> _TASK TO COMPLETE_:
Give back the full data character for character.

> _EXERCISE INPUTS_:

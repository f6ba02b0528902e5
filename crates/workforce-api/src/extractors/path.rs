//! Typed path parameter helpers.

use axum::extract::{FromRequestParts, Path};
use axum::http::request::Parts;
use uuid::Uuid;

use workforce_core::error::AppError;

use crate::error::ApiError;

/// Parses a UUID from a path segment.
pub fn parse_uuid(s: &str) -> Result<Uuid, AppError> {
    Uuid::parse_str(s).map_err(|_| AppError::validation(format!("Invalid UUID: {s}")))
}

/// The single `{id}` segment of a route, parsed as a UUID.
#[derive(Debug, Clone, Copy)]
pub struct IdPath(pub Uuid);

impl<S> FromRequestParts<S> for IdPath
where
    S: Send + Sync,
{
    type Rejection = ApiError;

    async fn from_request_parts(parts: &mut Parts, state: &S) -> Result<Self, Self::Rejection> {
        let Path(raw) = Path::<String>::from_request_parts(parts, state)
            .await
            .map_err(|rejection| AppError::validation(rejection.body_text()))?;
        Ok(Self(parse_uuid(&raw)?))
    }
}

#[cfg(test)]
mod tests {
    use super::*;

    #[test]
    fn test_parse_uuid() {
        let id = Uuid::new_v4();
        assert_eq!(parse_uuid(&id.to_string()).unwrap(), id);
        assert!(parse_uuid("not-a-uuid").is_err());
    }
}
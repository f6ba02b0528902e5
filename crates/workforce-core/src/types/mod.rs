//! Core type definitions shared across the Workforce workspace.

pub mod id;
pub mod pagination;

pub use id::*;
pub use pagination::{PageMeta, PageRequest, PageResponse};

> _OUTPUT OF THE EXERCISE_:
repository f6ba02b0528902e5
filename crates/workforce-api/src/extractors/path.rs
//! Typed path parameter helpers.

use axum::extract::{FromRequestParts, Path};
use axum::http::request::Parts;
use uuid::Uuid;

use workforce_core::error::AppError;

use crate::error::ApiError;

/// Parses a UUID from a path segment.
pub fn parse_uuid(s: &str) -> Result<Uuid, AppError> {
    Uuid::parse_str(s).map_err(|_| AppError::validation(format!("Invalid UUID: {s}")))
}

/// The single `{id}` segment of a route, parsed as a UUID.
#[derive(Debug, Clone, Copy)]
pub struct IdPath(pub Uuid);

impl<S> FromRequestParts<S> for IdPath
where
    S: Send + Sync,
{
    type Rejection = ApiError;

    async fn from_request_parts(parts: &mut Parts, state: &S) -> Result<Self, Self::Rejection> {
        let Path(raw) = Path::<String>::from_request_parts(parts, state)
            .await
            .map_err(|rejection| AppError::validation(rejection.body_text()))?;
        Ok(Self(parse_uuid(&raw)?))
    }
}

#[cfg(test)]
mod tests {
    use super::*;

    #[test]
    fn test_parse_uuid() {
        let id = Uuid::new_v4();
        assert_eq!(parse_uuid(&id.to_string()).unwrap(), id);
        assert!(parse_uuid("not-a-uuid").is_err());
    }
}
repository f6ba02b0528902e5
filename crates/workforce-core/src/types/mod.rs
//! Core type definitions shared across the Workforce workspace.

pub mod id;
pub mod pagination;

pub use id::*;
pub use pagination::{PageMeta, PageRequest, PageResponse};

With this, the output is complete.